● Instructions to follow
Once you find the line with "many people are" in the entries below, return exactly every line from it through the line with "let engine = Arc::clone(&engine);".

● The data
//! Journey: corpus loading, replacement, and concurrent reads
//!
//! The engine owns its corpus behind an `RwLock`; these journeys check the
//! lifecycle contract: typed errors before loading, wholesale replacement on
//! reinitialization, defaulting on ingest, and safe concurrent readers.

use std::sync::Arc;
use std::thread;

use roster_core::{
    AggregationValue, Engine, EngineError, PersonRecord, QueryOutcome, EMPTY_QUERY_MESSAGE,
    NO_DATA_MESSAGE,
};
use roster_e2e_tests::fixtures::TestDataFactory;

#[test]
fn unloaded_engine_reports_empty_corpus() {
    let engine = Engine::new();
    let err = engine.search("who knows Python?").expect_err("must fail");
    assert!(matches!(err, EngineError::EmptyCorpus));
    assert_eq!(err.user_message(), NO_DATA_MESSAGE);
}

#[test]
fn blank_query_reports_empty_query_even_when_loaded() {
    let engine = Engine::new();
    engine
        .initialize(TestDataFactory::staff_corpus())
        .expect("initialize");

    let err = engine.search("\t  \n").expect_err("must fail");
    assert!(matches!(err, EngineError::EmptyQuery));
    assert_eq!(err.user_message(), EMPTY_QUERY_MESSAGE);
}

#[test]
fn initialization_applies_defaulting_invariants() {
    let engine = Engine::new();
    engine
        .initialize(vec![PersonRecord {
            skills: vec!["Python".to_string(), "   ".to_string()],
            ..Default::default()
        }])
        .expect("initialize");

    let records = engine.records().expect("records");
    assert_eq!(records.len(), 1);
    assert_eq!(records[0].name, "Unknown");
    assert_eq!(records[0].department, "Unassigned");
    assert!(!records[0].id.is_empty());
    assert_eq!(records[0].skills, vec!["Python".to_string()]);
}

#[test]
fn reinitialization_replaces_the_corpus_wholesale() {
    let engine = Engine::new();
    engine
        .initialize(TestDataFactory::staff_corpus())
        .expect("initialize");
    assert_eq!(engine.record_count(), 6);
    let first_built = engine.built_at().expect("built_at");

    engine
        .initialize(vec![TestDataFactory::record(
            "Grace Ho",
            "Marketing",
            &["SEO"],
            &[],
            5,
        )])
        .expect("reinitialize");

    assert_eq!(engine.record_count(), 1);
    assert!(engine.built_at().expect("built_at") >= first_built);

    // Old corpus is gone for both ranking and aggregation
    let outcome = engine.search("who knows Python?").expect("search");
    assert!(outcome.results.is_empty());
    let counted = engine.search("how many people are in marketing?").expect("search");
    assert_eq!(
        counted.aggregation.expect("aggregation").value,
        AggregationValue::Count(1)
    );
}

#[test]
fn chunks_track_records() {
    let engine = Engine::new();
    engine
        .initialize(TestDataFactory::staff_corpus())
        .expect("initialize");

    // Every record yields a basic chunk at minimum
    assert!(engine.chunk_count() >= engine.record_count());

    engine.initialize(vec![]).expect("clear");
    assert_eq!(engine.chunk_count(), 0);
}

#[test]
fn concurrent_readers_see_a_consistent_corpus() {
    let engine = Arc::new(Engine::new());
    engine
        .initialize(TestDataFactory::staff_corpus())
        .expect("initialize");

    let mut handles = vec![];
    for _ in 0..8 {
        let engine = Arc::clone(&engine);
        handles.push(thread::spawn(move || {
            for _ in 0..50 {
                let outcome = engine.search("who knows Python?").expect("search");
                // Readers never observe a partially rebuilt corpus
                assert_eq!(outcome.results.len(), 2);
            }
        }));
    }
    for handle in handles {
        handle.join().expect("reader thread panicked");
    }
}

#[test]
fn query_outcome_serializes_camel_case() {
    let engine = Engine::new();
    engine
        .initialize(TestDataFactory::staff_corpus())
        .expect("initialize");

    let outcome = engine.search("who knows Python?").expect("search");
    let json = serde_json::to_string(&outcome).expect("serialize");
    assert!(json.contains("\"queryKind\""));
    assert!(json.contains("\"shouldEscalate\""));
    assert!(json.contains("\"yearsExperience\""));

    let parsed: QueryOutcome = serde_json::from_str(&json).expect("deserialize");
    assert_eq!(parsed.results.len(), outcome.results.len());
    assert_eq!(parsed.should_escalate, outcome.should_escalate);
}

--

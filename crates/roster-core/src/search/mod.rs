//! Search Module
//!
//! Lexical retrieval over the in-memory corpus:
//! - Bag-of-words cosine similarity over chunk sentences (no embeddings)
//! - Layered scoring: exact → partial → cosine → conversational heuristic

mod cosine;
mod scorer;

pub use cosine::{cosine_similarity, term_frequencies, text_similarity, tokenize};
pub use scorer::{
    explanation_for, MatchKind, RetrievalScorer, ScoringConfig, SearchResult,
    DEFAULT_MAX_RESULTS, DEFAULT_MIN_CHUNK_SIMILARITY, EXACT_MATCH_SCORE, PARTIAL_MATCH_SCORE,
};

● Written answer
    let counted = engine.search("how many people are in marketing?").expect("search");
    assert_eq!(
        counted.aggregation.expect("aggregation").value,
        AggregationValue::Count(1)
    );
}

#[test]
fn chunks_track_records() {
    let engine = Engine::new();
    engine
        .initialize(TestDataFactory::staff_corpus())
        .expect("initialize");

    // Every record yields a basic chunk at minimum
    assert!(engine.chunk_count() >= engine.record_count());

    engine.initialize(vec![]).expect("clear");
    assert_eq!(engine.chunk_count(), 0);
}

#[test]
fn concurrent_readers_see_a_consistent_corpus() {
    let engine = Arc::new(Engine::new());
    engine
        .initialize(TestDataFactory::staff_corpus())
        .expect("initialize");

    let mut handles = vec![];
    for _ in 0..8 {
        let engine = Arc::clone(&engine);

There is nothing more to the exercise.